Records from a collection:
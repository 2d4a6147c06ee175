use serde::{Deserialize, Serialize};
use serde_json::Value;
use sqlx::{types::Json, FromRow};
use uuid::Uuid;

use crate::{auth::repo::User, error::ApiError};

pub const DEFAULT_AVATAR: &str = "default.png";

#[derive(Debug, Clone, Copy, PartialEq, Eq, Serialize, Deserialize)]
pub enum BloodType {
    #[serde(rename = "A+")]
    APositive,
    #[serde(rename = "A-")]
    ANegative,
    #[serde(rename = "B+")]
    BPositive,
    #[serde(rename = "B-")]
    BNegative,
    #[serde(rename = "AB+")]
    AbPositive,
    #[serde(rename = "AB-")]
    AbNegative,
    #[serde(rename = "O+")]
    OPositive,
    #[serde(rename = "O-")]
    ONegative,
}

fn default_avatar() -> String {
    DEFAULT_AVATAR.to_string()
}

/// Profile payload, stored as a JSONB document.
#[derive(Debug, Clone, PartialEq, Serialize, Deserialize)]
#[serde(rename_all = "camelCase")]
pub struct PersonalDetails {
    pub full_name: String,
    #[serde(default)]
    pub age: Option<i32>,
    pub phone: String,
    #[serde(default)]
    pub blood_type: Option<BloodType>,
    #[serde(default)]
    pub pregnancy_week: Option<i32>,
    #[serde(default = "default_avatar")]
    pub avatar: String,
}

impl PersonalDetails {
    /// Profile seeded from the account when none has been saved yet.
    pub fn default_for(user: &User) -> Self {
        Self {
            full_name: user.name.clone(),
            age: None,
            phone: user.phone.clone(),
            blood_type: None,
            pregnancy_week: None,
            avatar: default_avatar(),
        }
    }

    /// Validates a submitted document for creation; fullName and phone are
    /// mandatory and non-empty.
    pub fn from_submitted(raw: Value) -> Result<Self, ApiError> {
        let has = |key: &str| {
            raw.get(key)
                .and_then(Value::as_str)
                .is_some_and(|s| !s.is_empty())
        };
        if !has("fullName") || !has("phone") {
            return Err(ApiError::bad_request("Missing required fields"));
        }
        serde_json::from_value(raw).map_err(|e| {
            tracing::warn!(error = %e, "personal info rejected");
            ApiError::bad_request("Invalid personal info data")
        })
    }
}

/// Overlays the submitted fields onto `current`. Keys absent from `patch` keep
/// their stored value; an explicit null clears optional fields.
pub fn merge_details(current: &PersonalDetails, patch: &Value) -> Result<PersonalDetails, ApiError> {
    let Value::Object(fields) = patch else {
        return Err(ApiError::bad_request("Missing personal info data"));
    };
    let mut merged = serde_json::to_value(current).map_err(anyhow::Error::from)?;
    if let Value::Object(target) = &mut merged {
        for (key, value) in fields {
            target.insert(key.clone(), value.clone());
        }
    }
    serde_json::from_value(merged).map_err(|e| {
        tracing::warn!(error = %e, "personal info update rejected");
        ApiError::bad_request("Invalid personal info data")
    })
}

/// New account name when the update carries a non-empty fullName.
pub fn renamed_to(patch: &Value) -> Option<&str> {
    patch
        .get("fullName")
        .and_then(Value::as_str)
        .filter(|s| !s.is_empty())
}

#[derive(Debug, Clone, Serialize, FromRow)]
#[serde(rename_all = "camelCase")]
pub struct PersonalInfo {
    #[serde(rename = "_id")]
    pub id: Uuid,
    pub user_id: Uuid,
    pub personal_info: Json<PersonalDetails>,
}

- Work task
Above are the records; from them, give again exactly the lines from the one containing "and phone are" to the one containing "clears optional fields.", both lines included, and nothing more.

- Answer
    /// Validates a submitted document for creation; fullName and phone are
    /// mandatory and non-empty.
    pub fn from_submitted(raw: Value) -> Result<Self, ApiError> {
        let has = |key: &str| {
            raw.get(key)
                .and_then(Value::as_str)
                .is_some_and(|s| !s.is_empty())
        };
        if !has("fullName") || !has("phone") {
            return Err(ApiError::bad_request("Missing required fields"));
        }
        serde_json::from_value(raw).map_err(|e| {
            tracing::warn!(error = %e, "personal info rejected");
            ApiError::bad_request("Invalid personal info data")
        })
    }
}

/// Overlays the submitted fields onto `current`. Keys absent from `patch` keep
/// their stored value; an explicit null clears optional fields.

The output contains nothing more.